Former pharmaceutical CEO Martin Shkreli was sentenced to seven years in prison on Friday for federal fraud charges.
Shkreli will spend 84 months in prison after being found guilty last year for defrauding investors in a hedge fund and biotech firm.
The former pharma executive’s attorney, Benjamin Brafman, had asked for a sentence of 18 months, while prosecutors sought a sentence of 15 years.
Shkreli, 34, at times cried during the proceedings and said he was sorry for losing the trust of his investors. The contrition is a stark contrast to his boasting on social media that the original verdict was a sham because he had made money for his investors.
The court also ordered him to pay a fine of $75,000. The court previously ordered him to pay nearly $7.4 million and give up the lone copy of an infamous Wu-Tang Clan album that Shkreli bought for $2 million.

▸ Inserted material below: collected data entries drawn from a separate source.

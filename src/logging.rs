//! Logging setup for the worker and CLI scripts.
//!
//! Installs a global tracing subscriber that writes to stderr so stdout stays
//! reserved for JSON output. The filter defaults to `info` and honors
//! `RUST_LOG`.

use std::sync::OnceLock;

use time::{UtcOffset, format_description::FormatItem, macros::format_description};
use tracing_subscriber::{EnvFilter, Registry, fmt, prelude::*};

static INIT: OnceLock<()> = OnceLock::new();

/// Initialize tracing to stderr. Subsequent calls are no-ops.
pub fn init() {
    INIT.get_or_init(|| {
        let stderr_layer = fmt::layer()
            .with_timer(build_timer())
            .with_writer(std::io::stderr);
        let subscriber = Registry::default()
            .with(build_env_filter())
            .with(stderr_layer);
        // Fails only when a subscriber is already installed, e.g. by a test
        // harness; logging then flows through that subscriber instead.
        let _ = tracing::subscriber::set_global_default(subscriber);
    });
}

fn build_timer() -> fmt::time::OffsetTime<&'static [FormatItem<'static>]> {
    const DISPLAY_FORMAT: &[FormatItem<'static>] =
        format_description!("[year]-[month]-[day] [hour]:[minute]:[second]");
    fmt::time::OffsetTime::new(UtcOffset::UTC, DISPLAY_FORMAT)
}

fn build_env_filter() -> EnvFilter {
    EnvFilter::try_from_default_env().unwrap_or_else(|_| EnvFilter::new("info"))
}
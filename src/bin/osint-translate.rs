//! Detect languages and translate event text to English.

use tracing::warn;

use osint_ingestion::translate::{
    HttpTranslator, SUPPORTED_SOURCE_LANGS, TranslationBackend, detect_and_translate,
    detect_language, translate_to_english,
};
use osint_ingestion::{config, logging};

fn main() {
    logging::init();
    if let Err(err) = run() {
        eprintln!("{err}");
        std::process::exit(1);
    }
}

fn run() -> Result<(), String> {
    let args: Vec<String> = std::env::args().skip(1).collect();
    let Some(command) = args.first() else {
        return Err(format!("A command is required\n\n{}", help_text()));
    };
    if matches!(command.as_str(), "-h" | "--help") {
        println!("{}", help_text());
        return Ok(());
    }

    match command.as_str() {
        "detect" => {
            let text = args
                .get(1)
                .ok_or_else(|| "detect requires a text argument".to_string())?;
            let language = detect_language(text);
            print_json(&serde_json::json!({ "language": language }))
        }
        "detect_and_translate" => {
            let text = args
                .get(1)
                .ok_or_else(|| "detect_and_translate requires a text argument".to_string())?;
            let backend = connect_backend()?;
            let result = detect_and_translate(&backend, text);
            let json = serde_json::to_string(&result)
                .map_err(|err| format!("Serialize translation failed: {err}"))?;
            println!("{json}");
            Ok(())
        }
        "translate" => {
            let source = args
                .get(1)
                .ok_or_else(|| "translate requires a source language".to_string())?;
            let text = args
                .get(2)
                .ok_or_else(|| "translate requires a text argument".to_string())?;
            let backend = connect_backend()?;
            let (translated_text, success) = translate_to_english(&backend, text, source);
            print_json(&serde_json::json!({
                "translated_text": translated_text,
                "success": success,
            }))
        }
        unknown => Err(format!("Unknown command: {unknown}\n\n{}", help_text())),
    }
}

fn connect_backend() -> Result<HttpTranslator, String> {
    let backend =
        HttpTranslator::new(&config::translate_url()).map_err(|err| err.to_string())?;
    // Missing language pairs degrade to pass-through rather than aborting.
    if let Err(err) = backend.ensure_languages(SUPPORTED_SOURCE_LANGS) {
        warn!("Translation backend check failed: {err}");
    }
    Ok(backend)
}

fn print_json(value: &serde_json::Value) -> Result<(), String> {
    println!("{value}");
    Ok(())
}

fn help_text() -> String {
    [
        "osint-translate",
        "",
        "Detect languages and translate event text to English.",
        "",
        "Usage:",
        "  osint-translate detect <text>",
        "  osint-translate detect_and_translate <text>",
        "  osint-translate translate <source-lang> <text>",
        "",
        "The translation backend URL is read from OSINT_TRANSLATE_URL",
        "(default: http://localhost:5000).",
    ]
    .join("\n")
}
//! Language detection and translation to English.
//!
//! Detection runs locally; translation goes through a LibreTranslate-style
//! HTTP backend behind the [`TranslationBackend`] trait. English input is
//! returned unchanged, and a failed translation falls back to the original
//! text rather than erroring the invocation.

mod client;
mod detect;

use serde::Serialize;
use thiserror::Error;
use tracing::warn;

pub use client::HttpTranslator;
pub use detect::{SUPPORTED_SOURCE_LANGS, detect_language};

/// Errors surfaced by a translation backend.
#[derive(Debug, Error)]
pub enum TranslateError {
    /// The backend could not be reached or returned a malformed response.
    #[error("Translation request failed: {0}")]
    Http(String),
    /// The backend answered but could not translate the text.
    #[error("Translation backend error: {0}")]
    Backend(String),
    /// A required language pair is not installed on the backend.
    #[error("No translation package for {0} -> en")]
    MissingLanguage(String),
}

/// Seam over the translation engine so callers can be tested offline.
pub trait TranslationBackend {
    /// Verify the backend can translate each source language to English.
    fn ensure_languages(&self, sources: &[&str]) -> Result<(), TranslateError>;
    /// Translate text from `source` into English.
    fn translate(&self, text: &str, source: &str) -> Result<String, TranslateError>;
}

/// Detection-plus-translation response as printed by the CLI.
#[derive(Debug, Clone, Serialize)]
pub struct Translation {
    pub original_text: String,
    pub translated_text: String,
    pub original_language: String,
    pub translated: bool,
}

/// Detect the language of `text` and translate it to English when needed.
pub fn detect_and_translate(backend: &dyn TranslationBackend, text: &str) -> Translation {
    let original_language = detect_language(text);
    let (translated_text, translated) = translate_to_english(backend, text, &original_language);
    Translation {
        original_text: text.to_string(),
        translated_text,
        original_language,
        translated,
    }
}

/// Translate `text` from `source` into English. English passes through
/// untouched; backend failures are logged and fall back to the original
/// text with `translated = false`.
pub fn translate_to_english(
    backend: &dyn TranslationBackend,
    text: &str,
    source: &str,
) -> (String, bool) {
    if source == "en" {
        return (text.to_string(), false);
    }
    match backend.translate(text, source) {
        Ok(translated) => (translated, true),
        Err(err) => {
            warn!("Translation error: {err}");
            (text.to_string(), false)
        }
    }
}

#[cfg(test)]
mod tests {
    use super::*;
    use std::cell::RefCell;

    struct StubBackend {
        response: Result<String, ()>,
        calls: RefCell<Vec<(String, String)>>,
    }

    impl StubBackend {
        fn translating_to(text: &str) -> Self {
            Self {
                response: Ok(text.to_string()),
                calls: RefCell::new(Vec::new()),
            }
        }

        fn failing() -> Self {
            Self {
                response: Err(()),
                calls: RefCell::new(Vec::new()),
            }
        }
    }

    impl TranslationBackend for StubBackend {
        fn ensure_languages(&self, _sources: &[&str]) -> Result<(), TranslateError> {
            Ok(())
        }

        fn translate(&self, text: &str, source: &str) -> Result<String, TranslateError> {
            self.calls
                .borrow_mut()
                .push((text.to_string(), source.to_string()));
            match &self.response {
                Ok(translated) => Ok(translated.clone()),
                Err(()) => Err(TranslateError::Backend("engine unavailable".to_string())),
            }
        }
    }

    #[test]
    fn english_input_passes_through_without_backend_call() {
        let backend = StubBackend::translating_to("should not be used");
        let text = "The quick brown fox jumps over the lazy dog near the river bank.";
        let result = detect_and_translate(&backend, text);
        assert_eq!(result.original_language, "en");
        assert_eq!(result.translated_text, text);
        assert!(!result.translated);
        assert!(backend.calls.borrow().is_empty());
    }

    #[test]
    fn non_english_input_is_translated() {
        let backend = StubBackend::translating_to("The government announced new measures.");
        let text = "El gobierno anunció nuevas medidas económicas durante la conferencia de prensa.";
        let result = detect_and_translate(&backend, text);
        assert_eq!(result.original_language, "es");
        assert!(result.translated);
        assert_eq!(
            result.translated_text,
            "The government announced new measures."
        );
        assert_eq!(result.original_text, text);
        assert_eq!(backend.calls.borrow().len(), 1);
    }

    #[test]
    fn backend_failure_returns_original_text() {
        let backend = StubBackend::failing();
        let (text, translated) = translate_to_english(&backend, "bonjour tout le monde", "fr");
        assert_eq!(text, "bonjour tout le monde");
        assert!(!translated);
    }
}
use whatlang::{Detector, Lang};

/// Source languages the translation backend is expected to cover.
pub const SUPPORTED_SOURCE_LANGS: &[&str] =
    &["es", "fr", "de", "ru", "ar", "zh", "ja", "ko", "pt", "it"];

/// Candidate set for detection: English plus the supported source
/// languages. Scoring against whatlang's full language set misattributes
/// short English prose to unrelated languages.
const DETECTABLE_LANGS: &[Lang] = &[
    Lang::Eng,
    Lang::Spa,
    Lang::Fra,
    Lang::Deu,
    Lang::Rus,
    Lang::Ara,
    Lang::Cmn,
    Lang::Jpn,
    Lang::Kor,
    Lang::Por,
    Lang::Ita,
];

/// Detect the language of the text, mapped to the canonical two-letter set.
/// Detection failure defaults to English.
pub fn detect_language(text: &str) -> String {
    let detector = Detector::with_allowlist(DETECTABLE_LANGS.to_vec());
    match detector.detect_lang(text) {
        Some(lang) => canonical_code(lang),
        None => "en".to_string(),
    }
}

/// Map whatlang's ISO 639-3 identifiers onto the two-letter codes the
/// translation backend understands; other languages keep their detector
/// code.
fn canonical_code(lang: Lang) -> String {
    let code = match lang {
        Lang::Eng => "en",
        Lang::Spa => "es",
        Lang::Fra => "fr",
        Lang::Deu => "de",
        Lang::Rus => "ru",
        Lang::Ara => "ar",
        Lang::Cmn => "zh",
        Lang::Jpn => "ja",
        Lang::Kor => "ko",
        Lang::Por => "pt",
        Lang::Ita => "it",
        other => other.code(),
    };
    code.to_string()
}

#[cfg(test)]
mod tests {
    use super::*;

    #[test]
    fn detects_english_text() {
        let text = "The quick brown fox jumps over the lazy dog near the river bank.";
        assert_eq!(detect_language(text), "en");
    }

    #[test]
    fn detects_spanish_text() {
        let text = "El gobierno anunció nuevas medidas económicas durante la conferencia de prensa de ayer.";
        assert_eq!(detect_language(text), "es");
    }

    #[test]
    fn detects_russian_text() {
        let text = "Российские войска продолжают наступление в восточном направлении, сообщают местные источники.";
        assert_eq!(detect_language(text), "ru");
    }

    #[test]
    fn empty_text_defaults_to_english() {
        assert_eq!(detect_language(""), "en");
    }

    #[test]
    fn mandarin_maps_to_zh() {
        assert_eq!(canonical_code(Lang::Cmn), "zh");
    }

    #[test]
    fn allowlist_covers_english_and_every_supported_source() {
        let codes: Vec<String> = DETECTABLE_LANGS
            .iter()
            .map(|lang| canonical_code(*lang))
            .collect();
        assert_eq!(codes.len(), SUPPORTED_SOURCE_LANGS.len() + 1);
        assert!(codes.iter().any(|code| code == "en"));
        for source in SUPPORTED_SOURCE_LANGS {
            assert!(codes.iter().any(|code| code == source), "missing {source}");
        }
    }
}
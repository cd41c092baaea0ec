//! Environment-variable configuration shared by the binaries.

use std::env;
use std::path::PathBuf;

use thiserror::Error;

/// Environment variable holding the event database location.
pub const DATABASE_URL_ENV: &str = "DATABASE_URL";
/// Environment variable holding the Redis connection URL.
pub const REDIS_URL_ENV: &str = "REDIS_URL";
/// Environment variable holding the translation backend base URL.
pub const TRANSLATE_URL_ENV: &str = "OSINT_TRANSLATE_URL";
/// Environment variable pointing at the ONNX model directory.
pub const EMBED_MODEL_DIR_ENV: &str = "OSINT_EMBED_MODEL_DIR";

const DEFAULT_REDIS_URL: &str = "redis://localhost:6379";
const DEFAULT_TRANSLATE_URL: &str = "http://localhost:5000";

/// Errors raised while resolving configuration from the environment.
#[derive(Debug, Error)]
pub enum ConfigError {
    /// A required environment variable was absent or empty.
    #[error("{0} environment variable is required")]
    MissingVar(&'static str),
}

/// Connection settings for the vector worker.
#[derive(Debug, Clone)]
pub struct WorkerConfig {
    pub database_url: String,
    pub redis_url: String,
}

/// Resolve worker settings. `DATABASE_URL` is required; `REDIS_URL` falls
/// back to a local instance.
pub fn worker_config() -> Result<WorkerConfig, ConfigError> {
    let database_url =
        non_empty_var(DATABASE_URL_ENV).ok_or(ConfigError::MissingVar(DATABASE_URL_ENV))?;
    let redis_url =
        non_empty_var(REDIS_URL_ENV).unwrap_or_else(|| DEFAULT_REDIS_URL.to_string());
    Ok(WorkerConfig {
        database_url,
        redis_url,
    })
}

/// Base URL of the translation backend.
pub fn translate_url() -> String {
    non_empty_var(TRANSLATE_URL_ENV).unwrap_or_else(|| DEFAULT_TRANSLATE_URL.to_string())
}

/// Directory containing `model.onnx` and `tokenizer.json`, when configured.
pub fn embed_model_dir() -> Option<PathBuf> {
    non_empty_var(EMBED_MODEL_DIR_ENV).map(PathBuf::from)
}

fn non_empty_var(name: &str) -> Option<String> {
    env::var(name)
        .ok()
        .map(|value| value.trim().to_string())
        .filter(|value| !value.is_empty())
}
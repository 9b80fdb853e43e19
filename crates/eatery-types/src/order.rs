//! Order payload types.
//!
//! An order is a parent document with a related `items` table; each item
//! snapshots the meal requisites and the chosen option at ordering time.

use serde::{Deserialize, Serialize};

use crate::common::{BaseRecord, ObjectId};
use crate::mlstring::MlString;

/// A selectable variant of a meal (size, side, extras).
#[derive(Debug, Clone, PartialEq, Serialize, Deserialize)]
#[serde(rename_all = "camelCase")]
pub struct MealOption {
    pub article: String,
    pub name: MlString,
    #[serde(default, skip_serializing_if = "Option::is_none")]
    pub amount: Option<f64>,
    #[serde(default, skip_serializing_if = "Option::is_none")]
    pub currency: Option<MlString>,
    #[serde(default, skip_serializing_if = "Option::is_none")]
    pub es_id: Option<String>,
    #[serde(default, skip_serializing_if = "Option::is_none")]
    pub default: Option<bool>,
}

/// Row payload of the related `order_items` table.
#[derive(Debug, Clone, PartialEq, Serialize, Deserialize)]
#[serde(rename_all = "camelCase")]
pub struct OrderItemData {
    #[serde(flatten)]
    pub base: BaseRecord,
    /// Foreign key to the parent order; filled by the engine on save.
    /// The column keeps the legacy snake_case name (related prefix + "id").
    #[serde(rename = "order_id", default, skip_serializing_if = "Option::is_none")]
    pub order_id: Option<ObjectId>,
    pub name: MlString,
    pub description: MlString,
    pub option: MealOption,
    pub count: i64,
    #[serde(default, skip_serializing_if = "Option::is_none")]
    pub comment: Option<String>,
}

/// Row payload of the `orders` table.
#[derive(Debug, Clone, PartialEq, Serialize, Deserialize)]
#[serde(rename_all = "camelCase")]
pub struct OrderData {
    #[serde(flatten)]
    pub base: BaseRecord,
    /// Related child records; removal from this array deletes the row.
    #[serde(default, skip_serializing_if = "Option::is_none")]
    pub items: Option<Vec<OrderItemData>>,
    pub discount: f64,
    #[serde(default, skip_serializing_if = "Option::is_none")]
    pub comment: Option<String>,
    #[serde(default, skip_serializing_if = "Option::is_none")]
    pub es_id: Option<String>,
}
//! Shared payload types for the eatery document core.
//!
//! This crate is the single source of truth for every type that crosses the
//! document-engine boundary: object ids, workflow status codes, the base
//! bookkeeping record carried by every row, and the concrete user/order
//! payloads.
//!
//! ## Rules
//!
//! 1. Serialized keys are the legacy column names — every struct uses
//!    `#[serde(rename_all = "camelCase")]` so the relational layout stays
//!    byte-compatible with the original database.
//! 2. Optional fields skip serialization when absent. The engine performs
//!    sparse inserts; an absent key means "do not write this column".

pub mod common;
pub mod mlstring;
pub mod order;
pub mod user;

pub use common::{
    BaseRecord, ObjectId, Photo, UnknownStatusError, WfHistoryItem, WorkflowStatusCode,
};
pub use mlstring::MlString;
pub use order::{MealOption, OrderData, OrderItemData};
pub use user::{
    NotificationEvents, NotificationSettings, NotifyTool, UserData, UserSettings,
};
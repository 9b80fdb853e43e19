//! Workflow transitions.
//!
//! A document's workflow schema is a set of directed edges between status
//! codes. Advancing is a three-step move: resolve the target status from
//! the outgoing edges, rewrite `wfStatus` in the payload, persist through
//! [`Document::save`] (which appends the history entry on the status
//! change).

use eatery_types::WorkflowStatusCode;

use crate::document::{Document, Entity};
use crate::error::DocumentError;
use crate::schema::WfTransfer;
use crate::Result;

/// How to choose the next status among the outgoing edges.
pub enum Transition<'a> {
    /// Follow the single outgoing edge; ambiguity is an error.
    Auto,
    /// Move to an explicit status; it must be a legal edge target.
    To(WorkflowStatusCode),
    /// Let the caller choose among the candidates. The choice is trusted:
    /// the selector receives only legal edges and must return the target of
    /// one of them.
    Pick(&'a dyn Fn(&[WfTransfer]) -> WorkflowStatusCode),
}

/// Resolve the target status for a transition given the outgoing edges of
/// the current state.
pub fn resolve_transition(
    table_name: &str,
    current: Option<WorkflowStatusCode>,
    candidates: &[WfTransfer],
    transition: &Transition<'_>,
) -> Result<WorkflowStatusCode> {
    let current_name = current.map(|s| s.as_str()).unwrap_or("none");
    match transition {
        Transition::To(target) => {
            if candidates.iter().any(|t| t.to == *target) {
                Ok(*target)
            } else {
                Err(DocumentError::WfSuspense(format!(
                    "Workflow of '{table_name}' has no transfer from '{current_name}' to '{}'",
                    target.as_str()
                )))
            }
        }
        Transition::Auto => match candidates {
            [single] => Ok(single.to),
            [] => Err(DocumentError::WfSuspense(format!(
                "Workflow of '{table_name}' has no transfers from '{current_name}'"
            ))),
            _ => Err(DocumentError::WfSuspense(format!(
                "Workflow of '{table_name}' has {} transfers from '{current_name}', \
                 target status must be picked explicitly",
                candidates.len()
            ))),
        },
        Transition::Pick(select) => {
            if candidates.is_empty() {
                Err(DocumentError::WfSuspense(format!(
                    "Workflow of '{table_name}' has no transfers from '{current_name}'"
                )))
            } else {
                Ok(select(candidates))
            }
        }
    }
}

impl<E: Entity> Document<E> {
    /// Advance the document's workflow and persist the result. `username`
    /// is mandatory: every transition must be attributable.
    pub async fn wf_next(
        &mut self,
        username: &str,
        transition: Transition<'_>,
    ) -> Result<E::Data> {
        if username.is_empty() {
            return Err(DocumentError::ParameterExpected(
                "Workflow transition requires a user name".to_string(),
            ));
        }
        let current = self.current_status()?;
        let wf = self.wf_schema_ref();
        let candidates = wf.transfers_from(current);
        let target = resolve_transition(self.table_name(), current, &candidates, &transition)?;
        self.set_status(target)?;
        self.save(Some(username)).await
    }

    /// Advance the workflow of one related record (addressed by table name
    /// and array index) and persist the whole document.
    pub async fn wf_related_next(
        &mut self,
        table_name: &str,
        index: usize,
        username: &str,
        transition: Transition<'_>,
    ) -> Result<E::Data> {
        if username.is_empty() {
            return Err(DocumentError::ParameterExpected(
                "Workflow transition requires a user name".to_string(),
            ));
        }
        let wf = self.wf_schema_ref().related_for(table_name).ok_or_else(|| {
            DocumentError::WfSuspense(format!(
                "Workflow of '{}' has no related workflow for '{table_name}'",
                self.table_name()
            ))
        })?;
        let current = self.related_status(table_name, index)?;
        let candidates = wf.transfers_from(current);
        let target = resolve_transition(table_name, current, &candidates, &transition)?;
        self.set_related_status(table_name, index, target)?;
        self.save(Some(username)).await
    }
}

Shkreli gained notoriety separately when his company Turing Pharmaceuticals raised the price of the anti-malarial drug Daraprim from $13.50 a pill to $750.
The practically overnight price hike, coupled with Shkreli’s flippant response to media reports of the increase, earning him his “pharma bro” moniker, outraged the public and members of Congress.
Shkreli made a memorable appearance before the House Oversight Committee in February 2016. He took no questions and pleaded the Fifth Amendment, but smirked as lawmakers castigated him for the price increase.
Shkreli later tweeted that the lawmakers were “imbeciles.”
Shkreli was found guilty of fraud in August 2017 for a scheme in which he defrauded investors in another pharmaceutical company called Retrophin. He was also convicted of defrauding investors in two hedge funds he ran.
Shkreli resigned as Turing’s CEO after he was charged in December 2015 with securities and wire fraud.
He was imprisoned in September in a Brooklyn jail because he asked social media followers to bring him a lock of Hillary Clinton’s hair.
Judge Kiyo Matsumoto routinely referred to Shkreli’s social media antics when rendering the sentence, including that “Shkreli threatened to make a family including four young kids homeless,” according to a tweet from WCBS Reporter Ethan Harp.
Congress took action to try to prevent future moves that Shkreli used to drastically raise the price of Daraprim.
The drug is off patent and has been used for decades. However, it has no competition because only about 10,000 patients use it.
That left an opening for Turing to buy the rights to the drug and quickly jack up the price. Another obstacle was a slow and expensive process for getting a generic approved by the Food and Drug Administration.
Congress passed legislation in 2017 that gives the FDA authority to quickly approve a generic copy of an off-patent drug that has experienced a massive price spike.